- **Work instruction**: Your task is to reproduce, exactly and only, the lines running from the line containing "impl Default for ConfigBuilder" to the end of the data below, both included.

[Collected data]
_ _ _ _ _

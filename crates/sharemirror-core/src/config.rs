//! Configuration module for ShareMirror.
//!
//! Provides typed configuration structs that map to the YAML configuration file,
//! with loading, validation, defaults, and a builder pattern for programmatic use.
//! Every section is optional in the file; missing sections take their defaults.

use std::path::{Path, PathBuf};

use anyhow::Context;
use serde::{Deserialize, Serialize};
use url::Url;

// ---------------------------------------------------------------------------
// Config struct with sub-sections
// ---------------------------------------------------------------------------

/// Top-level configuration for ShareMirror.
#[derive(Debug, Clone, Default, Serialize, Deserialize)]
#[serde(default)]
pub struct Config {
    pub scheduler: SchedulerConfig,
    pub poller: PollerConfig,
    pub provider: ProviderConfig,
    pub notifications: NotificationsConfig,
    pub storage: StorageConfig,
    pub logging: LoggingConfig,
}

/// When tasks are checked.
#[derive(Debug, Clone, Serialize, Deserialize)]
#[serde(default)]
pub struct SchedulerConfig {
    /// Seconds between global ticks over all tasks without their own interval.
    pub interval_secs: u64,
    /// Seconds between sweeps looking for tasks whose own interval elapsed.
    pub override_sweep_secs: u64,
    /// Seconds between recycle-bin purges; `None` disables purging.
    pub clear_recycle_interval_secs: Option<u64>,
}

/// Batch operation polling.
#[derive(Debug, Clone, Serialize, Deserialize)]
#[serde(default)]
pub struct PollerConfig {
    /// Status polls per batch operation before giving up.
    pub max_attempts: u32,
    /// Milliseconds to wait between polls.
    pub delay_ms: u64,
}

/// Storage provider endpoint settings.
#[derive(Debug, Clone, Serialize, Deserialize)]
#[serde(default)]
pub struct ProviderConfig {
    /// API base URL.
    pub base_url: String,
    /// Per-request timeout in seconds.
    pub request_timeout_secs: u64,
    /// Pause between consecutive rename requests, in milliseconds.
    pub rename_pause_ms: u64,
    /// Entries requested per folder listing page.
    pub page_size: usize,
}

/// Operator notifications.
#[derive(Debug, Clone, Default, Serialize, Deserialize)]
#[serde(default)]
pub struct NotificationsConfig {
    /// Send summaries to the webhook; when false they are only logged.
    pub enabled: bool,
    /// Chat webhook receiving `{"msgtype":"text"}` payloads.
    pub webhook_url: Option<String>,
    /// Robot signing secret; when set, requests carry `timestamp` and `sign`.
    pub secret: Option<String>,
}

/// Local state storage.
#[derive(Debug, Clone, Serialize, Deserialize)]
#[serde(default)]
pub struct StorageConfig {
    /// Path of the SQLite database file.
    pub database: PathBuf,
}

/// Logging / tracing settings.
#[derive(Debug, Clone, Serialize, Deserialize)]
#[serde(default)]
pub struct LoggingConfig {
    /// Log level: `trace`, `debug`, `info`, `warn`, or `error`.
    pub level: String,
    /// Output format: `pretty` or `json`.
    pub format: String,
}

// ---------------------------------------------------------------------------
// Config::load()
// ---------------------------------------------------------------------------

impl Config {
    /// Load configuration from a YAML file at `path`.
    pub fn load(path: &Path) -> anyhow::Result<Self> {
        let content = std::fs::read_to_string(path)
            .with_context(|| format!("Failed to read config file {}", path.display()))?;
        let config: Config = serde_yaml::from_str(&content)
            .with_context(|| format!("Failed to parse config file {}", path.display()))?;
        Ok(config)
    }

    /// Try to load from `path`; fall back to [`Config::default`] on any error.
    pub fn load_or_default(path: &Path) -> Self {
        Self::load(path).unwrap_or_default()
    }

    /// Platform-appropriate default path for the configuration file.
    ///
    /// Typically `$XDG_CONFIG_HOME/sharemirror/config.yaml` on Linux.
    pub fn default_path() -> PathBuf {
        dirs::config_dir()
            .unwrap_or_else(|| PathBuf::from("~/.config"))
            .join("sharemirror")
            .join("config.yaml")
    }

    /// Render the configuration as YAML.
    pub fn to_yaml(&self) -> anyhow::Result<String> {
        serde_yaml::to_string(self).context("Failed to serialize config")
    }
}

// ---------------------------------------------------------------------------
// Defaults
// ---------------------------------------------------------------------------

/// Default provider API base URL.
pub const DEFAULT_BASE_URL: &str = "https://cloud.189.cn/api";

impl Default for SchedulerConfig {
    fn default() -> Self {
        Self {
            interval_secs: 1800,
            override_sweep_secs: 60,
            clear_recycle_interval_secs: None,
        }
    }
}

impl Default for PollerConfig {
    fn default() -> Self {
        Self {
            max_attempts: 5,
            delay_ms: 200,
        }
    }
}

impl Default for ProviderConfig {
    fn default() -> Self {
        Self {
            base_url: DEFAULT_BASE_URL.to_string(),
            request_timeout_secs: 30,
            rename_pause_ms: 50,
            page_size: 1000,
        }
    }
}

impl Default for StorageConfig {
    fn default() -> Self {
        Self {
            database: dirs::data_local_dir()
                .unwrap_or_else(|| PathBuf::from("~/.local/share"))
                .join("sharemirror")
                .join("sharemirror.db"),
        }
    }
}

impl Default for LoggingConfig {
    fn default() -> Self {
        Self {
            level: "info".to_string(),
            format: "pretty".to_string(),
        }
    }
}

// ---------------------------------------------------------------------------
// Config::validate()
// ---------------------------------------------------------------------------

/// A single validation error found in the configuration.
#[derive(Debug, Clone, PartialEq, Eq)]
pub struct ValidationError {
    /// Dotted path to the offending field, e.g. `"scheduler.interval_secs"`.
    pub field: String,
    /// Human-readable explanation.
    pub message: String,
}

impl std::fmt::Display for ValidationError {
    fn fmt(&self, f: &mut std::fmt::Formatter<'_>) -> std::fmt::Result {
        write!(f, "{}: {}", self.field, self.message)
    }
}

/// Valid values for `logging.level`.
const VALID_LOG_LEVELS: &[&str] = &["trace", "debug", "info", "warn", "error"];

/// Valid values for `logging.format`.
const VALID_LOG_FORMATS: &[&str] = &["pretty", "json"];

/// Upper bound for `poller.max_attempts`.
const MAX_POLL_ATTEMPTS: u32 = 100;

fn positive(errors: &mut Vec<ValidationError>, field: &str, value: u64) {
    if value == 0 {
        errors.push(ValidationError {
            field: field.into(),
            message: "must be greater than 0".into(),
        });
    }
}

fn http_url(errors: &mut Vec<ValidationError>, field: &str, value: &str) {
    match Url::parse(value) {
        Ok(url) if matches!(url.scheme(), "http" | "https") => {}
        Ok(url) => errors.push(ValidationError {
            field: field.into(),
            message: format!("unsupported scheme '{}'", url.scheme()),
        }),
        Err(e) => errors.push(ValidationError {
            field: field.into(),
            message: format!("invalid URL '{value}': {e}"),
        }),
    }
}

impl Config {
    /// Validate the configuration and return all errors found.
    ///
    /// An empty vector means the configuration is valid.
    pub fn validate(&self) -> Vec<ValidationError> {
        let mut errors = Vec::new();

        // --- scheduler ---
        positive(&mut errors, "scheduler.interval_secs", self.scheduler.interval_secs);
        positive(
            &mut errors,
            "scheduler.override_sweep_secs",
            self.scheduler.override_sweep_secs,
        );
        if let Some(secs) = self.scheduler.clear_recycle_interval_secs {
            positive(&mut errors, "scheduler.clear_recycle_interval_secs", secs);
        }

        // --- poller ---
        if self.poller.max_attempts == 0 || self.poller.max_attempts > MAX_POLL_ATTEMPTS {
            errors.push(ValidationError {
                field: "poller.max_attempts".into(),
                message: format!("must be in range 1..={MAX_POLL_ATTEMPTS}"),
            });
        }

        // --- provider ---
        http_url(&mut errors, "provider.base_url", &self.provider.base_url);
        positive(
            &mut errors,
            "provider.request_timeout_secs",
            self.provider.request_timeout_secs,
        );
        positive(&mut errors, "provider.page_size", self.provider.page_size as u64);

        // --- notifications ---
        match (&self.notifications.webhook_url, self.notifications.enabled) {
            (Some(url), _) => http_url(&mut errors, "notifications.webhook_url", url),
            (None, true) => errors.push(ValidationError {
                field: "notifications.webhook_url".into(),
                message: "required when notifications are enabled".into(),
            }),
            (None, false) => {}
        }
        if self.notifications.secret.as_deref().is_some_and(str::is_empty) {
            errors.push(ValidationError {
                field: "notifications.secret".into(),
                message: "must not be empty when set".into(),
            });
        }

        // --- storage ---
        if self.storage.database.as_os_str().is_empty() {
            errors.push(ValidationError {
                field: "storage.database".into(),
                message: "must not be empty".into(),
            });
        }

        // --- logging ---
        if !VALID_LOG_LEVELS.contains(&self.logging.level.as_str()) {
            errors.push(ValidationError {
                field: "logging.level".into(),
                message: format!(
                    "invalid level '{}'; valid options: {}",
                    self.logging.level,
                    VALID_LOG_LEVELS.join(", ")
                ),
            });
        }
        if !VALID_LOG_FORMATS.contains(&self.logging.format.as_str()) {
            errors.push(ValidationError {
                field: "logging.format".into(),
                message: format!(
                    "invalid format '{}'; valid options: {}",
                    self.logging.format,
                    VALID_LOG_FORMATS.join(", ")
                ),
            });
        }

        errors
    }
}

// ---------------------------------------------------------------------------
// ConfigBuilder
// ---------------------------------------------------------------------------

/// Builder for constructing a [`Config`] programmatically.
///
/// Starts from [`Config::default`] and allows selective overrides.
///
/// # Example
///
/// ```rust
/// use sharemirror_core::config::ConfigBuilder;
///
/// let config = ConfigBuilder::new()
///     .scheduler_interval_secs(600)
///     .poller_max_attempts(8)
///     .logging_level("debug")
///     .build();
/// assert_eq!(config.poller.max_attempts, 8);
/// ```
#[derive(Debug, Clone)]
pub struct ConfigBuilder {
    config: Config,
}

impl ConfigBuilder {
    /// Create a new builder initialised with [`Config::default`] values.
    pub fn new() -> Self {
        Self {
            config: Config::default(),
        }
    }

    // --- scheduler ---

    pub fn scheduler_interval_secs(mut self, seconds: u64) -> Self {
        self.config.scheduler.interval_secs = seconds;
        self
    }

    pub fn scheduler_override_sweep_secs(mut self, seconds: u64) -> Self {
        self.config.scheduler.override_sweep_secs = seconds;
        self
    }

    pub fn scheduler_clear_recycle_interval_secs(mut self, seconds: u64) -> Self {
        self.config.scheduler.clear_recycle_interval_secs = Some(seconds);
        self
    }

    // --- poller ---

    pub fn poller_max_attempts(mut self, attempts: u32) -> Self {
        self.config.poller.max_attempts = attempts;
        self
    }

    pub fn poller_delay_ms(mut self, ms: u64) -> Self {
        self.config.poller.delay_ms = ms;
        self
    }

    // --- provider ---

    pub fn provider_base_url(mut self, url: impl Into<String>) -> Self {
        self.config.provider.base_url = url.into();
        self
    }

    pub fn provider_request_timeout_secs(mut self, seconds: u64) -> Self {
        self.config.provider.request_timeout_secs = seconds;
        self
    }

    pub fn provider_rename_pause_ms(mut self, ms: u64) -> Self {
        self.config.provider.rename_pause_ms = ms;
        self
    }

    pub fn provider_page_size(mut self, size: usize) -> Self {
        self.config.provider.page_size = size;
        self
    }

    // --- notifications ---

    pub fn notifications_webhook(mut self, url: impl Into<String>) -> Self {
        self.config.notifications.enabled = true;
        self.config.notifications.webhook_url = Some(url.into());
        self
    }

    pub fn notifications_secret(mut self, secret: impl Into<String>) -> Self {
        self.config.notifications.secret = Some(secret.into());
        self
    }

    // --- storage ---

    pub fn storage_database(mut self, path: PathBuf) -> Self {
        self.config.storage.database = path;
        self
    }

    // --- logging ---

    pub fn logging_level(mut self, level: impl Into<String>) -> Self {
        self.config.logging.level = level.into();
        self
    }

    pub fn logging_format(mut self, format: impl Into<String>) -> Self {
        self.config.logging.format = format.into();
        self
    }

    // --- build ---

    /// Consume the builder and return the finished [`Config`].
    pub fn build(self) -> Config {
        self.config
    }

    /// Build and validate in one step. Returns `Err` with the list of
    /// validation errors if the configuration is invalid.
    pub fn build_validated(self) -> Result<Config, Vec<ValidationError>> {
        let config = self.build();
        let errors = config.validate();
        if errors.is_empty() {
            Ok(config)
        } else {
            Err(errors)
        }
    }
}

impl Default for ConfigBuilder {
    fn default() -> Self {
        Self::new()
    }
}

_ _ _ _ _

- **Response to the exercise**:
impl Default for ConfigBuilder {
    fn default() -> Self {
        Self::new()
    }
}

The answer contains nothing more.